Jenny Kerr - Self Employed Conference Organiser
"I now sit on the youth bench as well as the adult bench and I find doing youth work incredibly rewarding. I really feel we can make a difference. As a magistrate you're mixing with very like minded people and you don't need a legal background - just lots of common sense."
Manjit Singh Buttar - Group Station Manager
"Becoming a magistrate was a way of me doing more to represent the Sikh community and to give something back to the nation as a whole. My employer has been very supportive - every year I get 18 full days with pay to sit in court and my manager is very flexible. At work I manage people and I'm also a mentor both at work and for other magistrates - so the two roles really complement each other."

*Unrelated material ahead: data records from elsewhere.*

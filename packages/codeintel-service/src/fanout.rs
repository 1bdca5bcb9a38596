use std::{future::Future, time::Duration};

use futures::{Stream, StreamExt, stream};
use tokio::time;
use tokio_util::sync::CancellationToken;

use crate::{Error, QueryAggregator, Result};

impl QueryAggregator {
	/// Drives per-upload calls concurrently and yields their results in input order.
	///
	/// Dropping the stream drops every call still in flight.
	pub(crate) fn fan_out<I, T>(&self, calls: I) -> impl Stream<Item = Result<T>>
	where
		I: IntoIterator,
		I::Item: Future<Output = Result<T>>,
	{
		stream::iter(calls).buffered(self.cfg.max_concurrency.max(1))
	}

	/// Runs one operation under the caller's cancellation token and the request deadline.
	pub(crate) async fn guarded<T, F>(
		&self,
		operation: &'static str,
		cancel: &CancellationToken,
		fut: F,
	) -> Result<T>
	where
		F: Future<Output = Result<T>>,
	{
		let timeout_ms = self.cfg.request_timeout_ms;

		tokio::select! {
			biased;

			_ = cancel.cancelled() => {
				tracing::info!(operation, "Request cancelled by caller.");

				Err(Error::Cancelled { message: format!("{operation} request was cancelled.") })
			},
			res = time::timeout(Duration::from_millis(timeout_ms), fut) => match res {
				Ok(res) => res,
				Err(_) => {
					tracing::warn!(operation, timeout_ms, "Request deadline exceeded.");

					Err(Error::Cancelled {
						message: format!("{operation} request timed out after {timeout_ms} ms."),
					})
				},
			},
		}
	}
}
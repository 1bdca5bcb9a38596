use std::sync::Arc;

use codeintel_config::{Config, Query};
use codeintel_providers::{HttpUploadBackend, UploadBackend};
use codeintel_service::QueryAggregator;
use tokio_util::sync::CancellationToken;

#[derive(Clone)]
pub struct AppState {
	pub aggregator: Arc<QueryAggregator>,
	/// Parent of every request token. Cancelled once the server starts shutting down.
	pub shutdown: CancellationToken,
}
impl AppState {
	pub fn new(config: &Config) -> color_eyre::Result<Self> {
		let backend = HttpUploadBackend::new(&config.backend)?;

		Ok(Self::with_backend(config.query.clone(), Arc::new(backend)))
	}

	pub fn with_backend(query: Query, backend: Arc<dyn UploadBackend>) -> Self {
		Self {
			aggregator: Arc::new(QueryAggregator::new(query, backend)),
			shutdown: CancellationToken::new(),
		}
	}
}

Diana Chitty - Partner at Solicitors
"I'm a working mother so I have the family, the job and the magistracy to deal with - I have to juggle my timetable a bit, but the senior partners recognise it's a worthwhile thing to do, as long as I get my work done. I also thoroughly enjoy serving - it's incredibly rewarding and interesting and I feel it matters. It's the most important thing I do after looking after my children."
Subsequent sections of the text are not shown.